DaemonDB is a lightweight relational database engine built from scratch in Go. It implements core database concepts including B+ tree indexing, heap file storage, SQL parsing, a bytecode executor, WAL-based durability, and basic transaction support. The project is designed for education: every subsystem is small enough to read, yet complete enough to show the real mechanics.
The database follows a layered architecture separating storage, indexing, and query processing:
VM (VDBE) - Orchestrates operations, does NOT write to disk
↓
└─→ StorageEngine - Coordinates all subsystems
├─→ HeapFileManager - Writes ROW DATA to disk
├─→ IndexFileManager - Writes INDEX DATA to disk (B+ Tree)
├─→ WALManager - fsync operations to Disk → Replay Logs
├─→ CatalogManager - Schema + file ID metadata
└─→ TxnManager - Transaction lifecycle + rollback records
↓
DiskManager - OS file handles, global↔local page ID mapping
BufferPool - Page cache, pinning, LRU eviction, dirty flushing
┌─────────────────────────────────────────┐
│ SQL Query Layer │
│ (Parser → Code Generator → VM) │
└──────────────┬──────────────────────────┘
│
▼
┌─────────────────────────────────────────┐
│ StorageEngine │
│ (Insert/Select/Update/Delete + Txn) │
└──────────┬──────────┬───────────────────┘
│ │
▼ ▼
┌──────────────┐ ┌──────────────────────┐
│ HeapFile │ │ B+ Tree Index │
│ (Row Data) │ │ PK → RowPointer │
└──────────────┘ └──────────────────────┘
│ │
▼ ▼
┌─────────────────────────────────────────┐
│ BufferPool + DiskManager │
│ (4KB Pages, LRU Cache, File I/O) │
└─────────────────────────────────────────┘
-- Table creation
CREATE TABLE students ( id int primary key, name string, age int, grade string )
-- Data insertion
INSERT INTO students VALUES ("S001", "Alice", 20, "A")
-- Data querying
SELECT * FROM students
SELECT name, grade FROM students WHERE id = "S001"
-- Joins
SELECT * FROM t1 [ INNER|LEFT|RIGHT|FULL ] JOIN t2 ON col1 = col2 [ WHERE ... ]
-- Updates
UPDATE students SET name = "Bob" WHERE id = "S001"

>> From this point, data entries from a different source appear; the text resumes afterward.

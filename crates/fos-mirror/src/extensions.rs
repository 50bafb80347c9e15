//! Extension Registry
//!
//! Attribute name to a setup-time handler. Each handler runs once per
//! element carrying the attribute.

use std::collections::HashSet;
use std::rc::Rc;

use indexmap::IndexMap;

use fos_dom::NodeId;

use crate::Reactive;

/// Handler called with `(element, attribute value, state)`
pub type ExtensionHandler = Rc<dyn Fn(NodeId, &str, &Reactive) -> anyhow::Result<()>>;

/// Registered extensions plus the elements they already ran on
#[derive(Default)]
pub struct ExtensionRegistry {
    handlers: IndexMap<String, ExtensionHandler>,
    applied: HashSet<(String, NodeId)>,
}

impl std::fmt::Debug for ExtensionRegistry {
    fn fmt(&self, f: &mut std::fmt::Formatter<'_>) -> std::fmt::Result {
        f.debug_struct("ExtensionRegistry")
            .field("attributes", &self.handlers.keys().collect::<Vec<_>>())
            .field("applied", &self.applied.len())
            .finish()
    }
}

impl ExtensionRegistry {
    pub fn new() -> Self {
        Self::default()
    }

    /// Register a handler; a later registration for the same attribute wins
    pub fn register(&mut self, attribute: &str, handler: ExtensionHandler) {
        self.handlers.insert(attribute.to_string(), handler);
    }

    pub fn get(&self, attribute: &str) -> Option<ExtensionHandler> {
        self.handlers.get(attribute).cloned()
    }

    /// Snapshot of all handlers in registration order
    pub fn entries(&self) -> Vec<(String, ExtensionHandler)> {
        self.handlers
            .iter()
            .map(|(attr, handler)| (attr.clone(), Rc::clone(handler)))
            .collect()
    }

    /// Record an invocation; returns false if `attribute` already ran on `node`
    pub fn mark_applied(&mut self, attribute: &str, node: NodeId) -> bool {
        self.applied.insert((attribute.to_string(), node))
    }

    /// Forget invocations so a later scan runs handlers again
    pub fn reset_applied(&mut self) {
        self.applied.clear();
    }

    pub fn len(&self) -> usize {
        self.handlers.len()
    }

    pub fn is_empty(&self) -> bool {
        self.handlers.is_empty()
    }
}
// Copyright (c) 2024-2025 R3BL LLC. Licensed under Apache License, Version 2.0.

// Attach sources.
pub mod rolling_file_appender_impl;
pub mod tracing_config;
pub mod tracing_setup;

// Re-export.
pub use tracing_config::*;
pub use tracing_setup::*;
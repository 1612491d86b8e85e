// Copyright (c) 2024-2025 R3BL LLC. Licensed under Apache License, Version 2.0.

use std::path::PathBuf;

/// Create a file appender that never rolls over, writing to `path_str`.
///
/// Note that if you wrap this up in a non blocking writer, it doesn't work, eg:
/// `tracing_appender::non_blocking(try_create("foo")?)`.
///
/// # Errors
///
/// Returns an error if the path has no parent directory or no file name.
pub fn try_create(
    path_str: &str,
) -> miette::Result<tracing_appender::rolling::RollingFileAppender> {
    let path = PathBuf::from(&path_str);

    let parent = path.parent().ok_or_else(|| {
        miette::miette!(
            "Can't access current folder {}. It might not exist, or don't have required permissions.",
            path.display()
        )
    })?;

    let file_name = path.file_name().ok_or_else(|| {
        miette::miette!(
            "Can't access file name {}. It might not exist, or don't have required permissions.",
            path.display()
        )
    })?;

    Ok(tracing_appender::rolling::never(parent, file_name))
}
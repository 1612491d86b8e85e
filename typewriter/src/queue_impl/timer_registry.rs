// Copyright (c) 2025 R3BL LLC. Licensed under Apache License, Version 2.0.

use std::{collections::HashMap, sync::Arc, time::Duration};

use tokio::{sync::oneshot, task::AbortHandle};

use crate::{StdMutex, TypewriterError, lock_or_recover};

#[derive(Debug, Clone, Copy, PartialEq, Eq, Hash, PartialOrd, Ord)]
pub struct TimerId(u64);

#[derive(Debug, Default)]
pub struct TimerSet {
    next_id: u64,
    pending: HashMap<TimerId, AbortHandle>,
}

/// Owns every delayed callback armed by a typewriter, so that all of them can be
/// cancelled at once when the typewriter is torn down.
///
/// - A timer that fires naturally removes itself from the registry **before** it runs
///   its callback.
/// - A timer that was cancelled never runs its callback. This holds even if the timer
///   already woke up and is racing with [`Self::cancel_all()`], because the callback
///   only runs if the timer's own entry was still in the registry.
///
/// You can safely clone this struct, since it only contains an [`Arc`].
#[derive(Debug, Clone, Default)]
pub struct TimerRegistry {
    safe_timer_set: Arc<StdMutex<TimerSet>>,
}

impl TimerRegistry {
    #[must_use]
    pub fn new() -> Self { Self::default() }

    /// Arm a one shot timer. The `callback` runs once `delay` has elapsed, unless the
    /// timer is cancelled first.
    ///
    /// This spawns a Tokio task, so it must be called from inside a Tokio runtime.
    pub fn schedule_once<F>(&self, delay: Duration, callback: F) -> TimerId
    where
        F: FnOnce() + Send + 'static,
    {
        // Hold the lock until the abort handle is recorded, so the spawned task can't
        // look for its entry before it exists.
        let mut timer_set = lock_or_recover(&self.safe_timer_set);

        let id = TimerId(timer_set.next_id);
        timer_set.next_id += 1;

        let safe_timer_set = Arc::clone(&self.safe_timer_set);
        let join_handle = tokio::spawn(async move {
            tokio::time::sleep(delay).await;
            let is_still_pending =
                lock_or_recover(&safe_timer_set).pending.remove(&id).is_some();
            if is_still_pending {
                callback();
            }
        });

        timer_set.pending.insert(id, join_handle.abort_handle());
        id
    }

    /// Resolves once `duration` has elapsed. Resolves to
    /// [`TypewriterError::TimerCancelled`] if the underlying timer is cancelled.
    ///
    /// # Errors
    ///
    /// Returns [`TypewriterError::TimerCancelled`] when [`Self::cancel()`] or
    /// [`Self::cancel_all()`] cancels this timer before it fires.
    pub async fn delay(&self, duration: Duration) -> Result<(), TypewriterError> {
        let (sender, receiver) = oneshot::channel::<()>();
        self.schedule_once(duration, move || {
            // We don't care about the result of this operation.
            sender.send(()).ok();
        });
        receiver.await.map_err(|_| TypewriterError::TimerCancelled)
    }

    /// Cancel one timer. Returns `false` if it already fired or was cancelled.
    pub fn cancel(&self, id: TimerId) -> bool {
        let maybe_handle = lock_or_recover(&self.safe_timer_set).pending.remove(&id);
        match maybe_handle {
            Some(handle) => {
                handle.abort();
                true
            }
            None => false,
        }
    }

    /// Cancel every pending timer and empty the registry.
    pub fn cancel_all(&self) {
        let mut timer_set = lock_or_recover(&self.safe_timer_set);
        let count = timer_set.pending.len();
        for (_, handle) in timer_set.pending.drain() {
            handle.abort();
        }
        if count > 0 {
            tracing::debug!(message = "cancelled pending timers", count);
        }
    }

    #[must_use]
    pub fn len(&self) -> usize { lock_or_recover(&self.safe_timer_set).pending.len() }

    #[must_use]
    pub fn is_empty(&self) -> bool { self.len() == 0 }
}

UPDATE students SET id = id + 3 WHERE id = 5
-- Transactions
BEGIN
COMMIT
ROLLBACKThe virtual machine executes bytecode compiled from parsed SQL. It does not touch disk directly — all persistence goes through the StorageEngine.
Opcodes:
| Opcode | Description |
|---|---|
OP_PUSH_VAL |
Push a literal value onto the stack |
OP_PUSH_KEY |
Push a key onto the stack |
OP_CREATE_DB |
Create a new database directory |
OP_USE_DB |
Switch active database |
OP_CREATE_TABLE |
Create table schema + heap file + index |
OP_INSERT |
Insert a row into a table |
OP_SELECT |
Query rows from a table |
OP_UPDATE |
Update rows matching a WHERE clause |
OP_TXN_BEGIN |
Begin an explicit transaction |
OP_TXN_COMMIT |
Commit the active transaction |
OP_TXN_ROLLBACK |
Rollback the active transaction |
OP_END |
End of instruction stream |
Auto-transactions: If no explicit BEGIN is issued, the VM wraps each DML statement in an implicit transaction that commits or aborts atomically.

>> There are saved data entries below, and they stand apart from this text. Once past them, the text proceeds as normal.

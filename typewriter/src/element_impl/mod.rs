// Copyright (c) 2025 R3BL LLC. Licensed under Apache License, Version 2.0.

// Attach sources.
pub mod cursor_blinker;
pub mod terminal_element;
pub mod text_element;

// Re-export.
pub use cursor_blinker::*;
pub use terminal_element::*;
pub use text_element::*;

Coordinates all subsystems. Entry points: InsertRow, UpdateRow, DeleteRow, ExecuteSelect.
Insert flow:
- Load schema from CatalogManager
- Validate foreign key constraints via index lookup
- Serialize row to binary
- Allocate LSN from WALManager
- Insert row into heap file → get
RowPointer - Append
OpInsertto WAL (rowData, rowPtr, LSN) - Insert
(pkBytes → RowPointer)into B+ tree index - Record insert in txn for rollback
Update flow:
- Full scan (or PK lookup) to find matching rows
- Fetch before-image (old row data) from heap
- Update row in heap (may relocate if row grew)
- Append
OpUpdateto WAL with both before-image (OldRowData,OldRowPtr) and after-image - Update B+ tree index if PK changed or row relocated
Delete flow:
- Find matching rows
- Fetch before-image for undo
- Tombstone slot in heap
- Append
OpDeleteto WAL with before-image - Delete from B+ tree index
Owns OS file handles and the global page ID space.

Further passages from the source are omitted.